→ **Input for this task**:

---*---

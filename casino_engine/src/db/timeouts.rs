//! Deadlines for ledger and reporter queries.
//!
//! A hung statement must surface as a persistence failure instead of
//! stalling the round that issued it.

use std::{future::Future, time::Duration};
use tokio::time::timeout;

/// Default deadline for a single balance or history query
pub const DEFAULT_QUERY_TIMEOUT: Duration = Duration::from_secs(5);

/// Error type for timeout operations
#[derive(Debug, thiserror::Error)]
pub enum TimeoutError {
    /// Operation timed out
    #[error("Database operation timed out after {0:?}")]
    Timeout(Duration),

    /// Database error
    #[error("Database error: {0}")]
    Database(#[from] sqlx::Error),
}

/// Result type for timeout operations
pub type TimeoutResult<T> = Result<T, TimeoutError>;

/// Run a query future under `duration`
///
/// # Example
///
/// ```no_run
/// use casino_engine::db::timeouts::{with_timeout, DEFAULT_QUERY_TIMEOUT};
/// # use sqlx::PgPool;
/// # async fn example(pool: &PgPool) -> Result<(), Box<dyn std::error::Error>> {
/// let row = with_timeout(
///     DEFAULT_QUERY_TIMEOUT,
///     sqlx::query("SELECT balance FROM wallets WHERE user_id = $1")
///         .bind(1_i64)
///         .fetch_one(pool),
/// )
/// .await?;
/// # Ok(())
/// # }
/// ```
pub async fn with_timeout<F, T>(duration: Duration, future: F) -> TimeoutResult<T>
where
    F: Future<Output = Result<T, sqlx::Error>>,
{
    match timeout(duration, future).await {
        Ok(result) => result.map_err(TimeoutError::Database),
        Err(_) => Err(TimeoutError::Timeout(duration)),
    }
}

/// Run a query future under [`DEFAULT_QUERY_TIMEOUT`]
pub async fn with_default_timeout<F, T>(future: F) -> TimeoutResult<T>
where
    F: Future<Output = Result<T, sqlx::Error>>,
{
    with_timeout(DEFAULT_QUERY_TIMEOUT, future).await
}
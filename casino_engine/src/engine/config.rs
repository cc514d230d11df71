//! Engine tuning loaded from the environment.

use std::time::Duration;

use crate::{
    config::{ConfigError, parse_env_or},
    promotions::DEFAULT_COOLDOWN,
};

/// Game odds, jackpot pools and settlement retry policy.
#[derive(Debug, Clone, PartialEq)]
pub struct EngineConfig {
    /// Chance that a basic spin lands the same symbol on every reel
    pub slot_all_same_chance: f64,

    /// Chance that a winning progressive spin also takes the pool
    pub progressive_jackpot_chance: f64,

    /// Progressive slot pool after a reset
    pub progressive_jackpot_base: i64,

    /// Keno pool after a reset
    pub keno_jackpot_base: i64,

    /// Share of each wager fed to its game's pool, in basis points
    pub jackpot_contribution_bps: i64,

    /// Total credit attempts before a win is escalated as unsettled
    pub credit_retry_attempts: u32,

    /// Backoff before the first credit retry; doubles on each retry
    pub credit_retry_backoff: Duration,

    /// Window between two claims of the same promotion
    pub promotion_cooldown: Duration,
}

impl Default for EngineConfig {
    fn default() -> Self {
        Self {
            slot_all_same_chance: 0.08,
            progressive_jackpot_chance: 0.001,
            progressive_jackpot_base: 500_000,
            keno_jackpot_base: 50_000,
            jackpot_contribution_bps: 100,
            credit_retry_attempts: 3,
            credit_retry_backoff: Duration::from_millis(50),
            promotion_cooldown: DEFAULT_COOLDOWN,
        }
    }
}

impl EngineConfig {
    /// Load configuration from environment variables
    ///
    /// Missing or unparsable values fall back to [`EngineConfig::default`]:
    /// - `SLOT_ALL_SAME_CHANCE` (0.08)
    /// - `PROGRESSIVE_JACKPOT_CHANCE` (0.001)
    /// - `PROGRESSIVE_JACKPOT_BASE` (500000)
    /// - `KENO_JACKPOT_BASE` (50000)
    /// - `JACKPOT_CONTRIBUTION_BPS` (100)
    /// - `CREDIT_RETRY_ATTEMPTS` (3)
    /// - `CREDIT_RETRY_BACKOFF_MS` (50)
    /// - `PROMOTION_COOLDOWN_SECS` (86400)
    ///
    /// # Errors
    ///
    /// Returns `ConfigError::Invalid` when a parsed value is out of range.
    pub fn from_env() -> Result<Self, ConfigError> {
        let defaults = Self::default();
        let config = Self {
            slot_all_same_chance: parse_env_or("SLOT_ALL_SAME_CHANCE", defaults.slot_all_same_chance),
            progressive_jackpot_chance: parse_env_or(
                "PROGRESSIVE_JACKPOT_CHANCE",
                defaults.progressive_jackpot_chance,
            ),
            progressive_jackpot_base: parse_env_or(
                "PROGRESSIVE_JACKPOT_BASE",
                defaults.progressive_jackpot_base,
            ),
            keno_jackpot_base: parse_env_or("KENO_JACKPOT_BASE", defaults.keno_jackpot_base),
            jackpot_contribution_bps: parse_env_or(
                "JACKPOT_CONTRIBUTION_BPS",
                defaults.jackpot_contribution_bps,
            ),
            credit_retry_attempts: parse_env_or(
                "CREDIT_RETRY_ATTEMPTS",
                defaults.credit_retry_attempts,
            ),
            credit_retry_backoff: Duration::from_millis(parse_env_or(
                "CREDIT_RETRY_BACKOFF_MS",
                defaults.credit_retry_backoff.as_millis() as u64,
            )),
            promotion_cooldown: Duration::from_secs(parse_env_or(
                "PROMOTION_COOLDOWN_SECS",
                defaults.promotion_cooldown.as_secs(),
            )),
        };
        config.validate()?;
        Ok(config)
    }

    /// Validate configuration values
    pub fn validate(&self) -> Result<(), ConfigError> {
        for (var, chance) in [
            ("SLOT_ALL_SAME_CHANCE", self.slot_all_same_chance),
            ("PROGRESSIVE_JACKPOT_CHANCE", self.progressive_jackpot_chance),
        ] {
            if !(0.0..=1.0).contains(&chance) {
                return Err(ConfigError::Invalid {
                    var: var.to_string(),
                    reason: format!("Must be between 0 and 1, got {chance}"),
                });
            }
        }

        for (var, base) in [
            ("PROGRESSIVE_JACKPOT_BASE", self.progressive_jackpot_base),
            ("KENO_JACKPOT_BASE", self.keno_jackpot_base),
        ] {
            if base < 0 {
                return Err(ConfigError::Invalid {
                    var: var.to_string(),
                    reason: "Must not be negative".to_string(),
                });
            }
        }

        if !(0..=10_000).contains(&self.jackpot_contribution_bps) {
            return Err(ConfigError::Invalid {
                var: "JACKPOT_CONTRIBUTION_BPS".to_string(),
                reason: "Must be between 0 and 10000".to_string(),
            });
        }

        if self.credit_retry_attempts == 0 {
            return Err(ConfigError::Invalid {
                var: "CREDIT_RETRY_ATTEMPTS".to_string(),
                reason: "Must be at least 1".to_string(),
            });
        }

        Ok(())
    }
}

---*---

→ **Exercise**: Working from the entries above, filter out every line that lacks "spin" and copy what remains.

→ **Written solution**:
    /// Chance that a basic spin lands the same symbol on every reel
    /// Chance that a winning progressive spin also takes the pool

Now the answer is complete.